Exercise description: Where the listing below has a line with "device bindings, privileged", write out exactly that line and every line after it, stopping after the line with "pub fn privileged_allowed(image: &str, allowed: &[String])".

Input for this task:
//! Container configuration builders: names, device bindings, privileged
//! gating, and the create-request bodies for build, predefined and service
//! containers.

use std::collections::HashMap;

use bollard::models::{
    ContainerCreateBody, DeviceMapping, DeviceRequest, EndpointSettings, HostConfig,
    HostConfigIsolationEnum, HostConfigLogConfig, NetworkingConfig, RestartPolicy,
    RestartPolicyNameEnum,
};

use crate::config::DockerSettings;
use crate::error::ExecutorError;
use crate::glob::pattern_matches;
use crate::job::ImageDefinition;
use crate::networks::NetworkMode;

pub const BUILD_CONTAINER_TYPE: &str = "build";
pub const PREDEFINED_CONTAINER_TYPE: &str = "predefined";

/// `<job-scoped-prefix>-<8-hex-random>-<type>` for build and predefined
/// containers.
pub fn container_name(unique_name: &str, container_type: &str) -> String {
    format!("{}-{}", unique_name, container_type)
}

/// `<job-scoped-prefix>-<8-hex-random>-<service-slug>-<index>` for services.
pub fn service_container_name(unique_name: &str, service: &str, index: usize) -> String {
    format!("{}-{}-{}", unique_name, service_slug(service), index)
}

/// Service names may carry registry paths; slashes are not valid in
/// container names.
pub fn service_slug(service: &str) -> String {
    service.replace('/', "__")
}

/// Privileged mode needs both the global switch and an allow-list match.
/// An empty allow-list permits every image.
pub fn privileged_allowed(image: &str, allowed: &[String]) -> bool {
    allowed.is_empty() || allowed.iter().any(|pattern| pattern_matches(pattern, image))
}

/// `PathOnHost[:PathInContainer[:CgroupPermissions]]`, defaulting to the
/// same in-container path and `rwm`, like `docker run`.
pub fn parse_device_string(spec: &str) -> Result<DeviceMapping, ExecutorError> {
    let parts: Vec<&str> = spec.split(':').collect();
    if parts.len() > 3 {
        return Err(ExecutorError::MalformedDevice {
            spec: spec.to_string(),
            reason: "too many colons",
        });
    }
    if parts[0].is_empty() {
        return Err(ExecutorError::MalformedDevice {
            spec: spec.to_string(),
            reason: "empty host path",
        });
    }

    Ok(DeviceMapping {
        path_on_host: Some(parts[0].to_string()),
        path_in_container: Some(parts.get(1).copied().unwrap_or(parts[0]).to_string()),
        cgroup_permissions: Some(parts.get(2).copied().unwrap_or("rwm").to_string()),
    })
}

...

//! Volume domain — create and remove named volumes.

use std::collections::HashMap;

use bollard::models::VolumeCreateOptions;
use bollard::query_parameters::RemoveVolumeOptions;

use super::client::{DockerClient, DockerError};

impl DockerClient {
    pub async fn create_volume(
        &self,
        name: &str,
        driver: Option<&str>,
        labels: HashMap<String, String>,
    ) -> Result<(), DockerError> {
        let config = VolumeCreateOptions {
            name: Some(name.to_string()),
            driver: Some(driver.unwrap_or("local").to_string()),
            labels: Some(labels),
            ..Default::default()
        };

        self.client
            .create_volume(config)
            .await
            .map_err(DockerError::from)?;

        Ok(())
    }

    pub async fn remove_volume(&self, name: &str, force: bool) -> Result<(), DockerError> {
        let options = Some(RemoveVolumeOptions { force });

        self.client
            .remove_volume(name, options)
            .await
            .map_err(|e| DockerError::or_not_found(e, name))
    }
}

Task result:
//! Container configuration builders: names, device bindings, privileged
//! gating, and the create-request bodies for build, predefined and service
//! containers.

use std::collections::HashMap;

use bollard::models::{
    ContainerCreateBody, DeviceMapping, DeviceRequest, EndpointSettings, HostConfig,
    HostConfigIsolationEnum, HostConfigLogConfig, NetworkingConfig, RestartPolicy,
    RestartPolicyNameEnum,
};

use crate::config::DockerSettings;
use crate::error::ExecutorError;
use crate::glob::pattern_matches;
use crate::job::ImageDefinition;
use crate::networks::NetworkMode;

pub const BUILD_CONTAINER_TYPE: &str = "build";
pub const PREDEFINED_CONTAINER_TYPE: &str = "predefined";

/// `<job-scoped-prefix>-<8-hex-random>-<type>` for build and predefined
/// containers.
pub fn container_name(unique_name: &str, container_type: &str) -> String {
    format!("{}-{}", unique_name, container_type)
}

/// `<job-scoped-prefix>-<8-hex-random>-<service-slug>-<index>` for services.
pub fn service_container_name(unique_name: &str, service: &str, index: usize) -> String {
    format!("{}-{}-{}", unique_name, service_slug(service), index)
}

/// Service names may carry registry paths; slashes are not valid in
/// container names.
pub fn service_slug(service: &str) -> String {
    service.replace('/', "__")
}

/// Privileged mode needs both the global switch and an allow-list match.
/// An empty allow-list permits every image.
pub fn privileged_allowed(image: &str, allowed: &[String]) -> bool {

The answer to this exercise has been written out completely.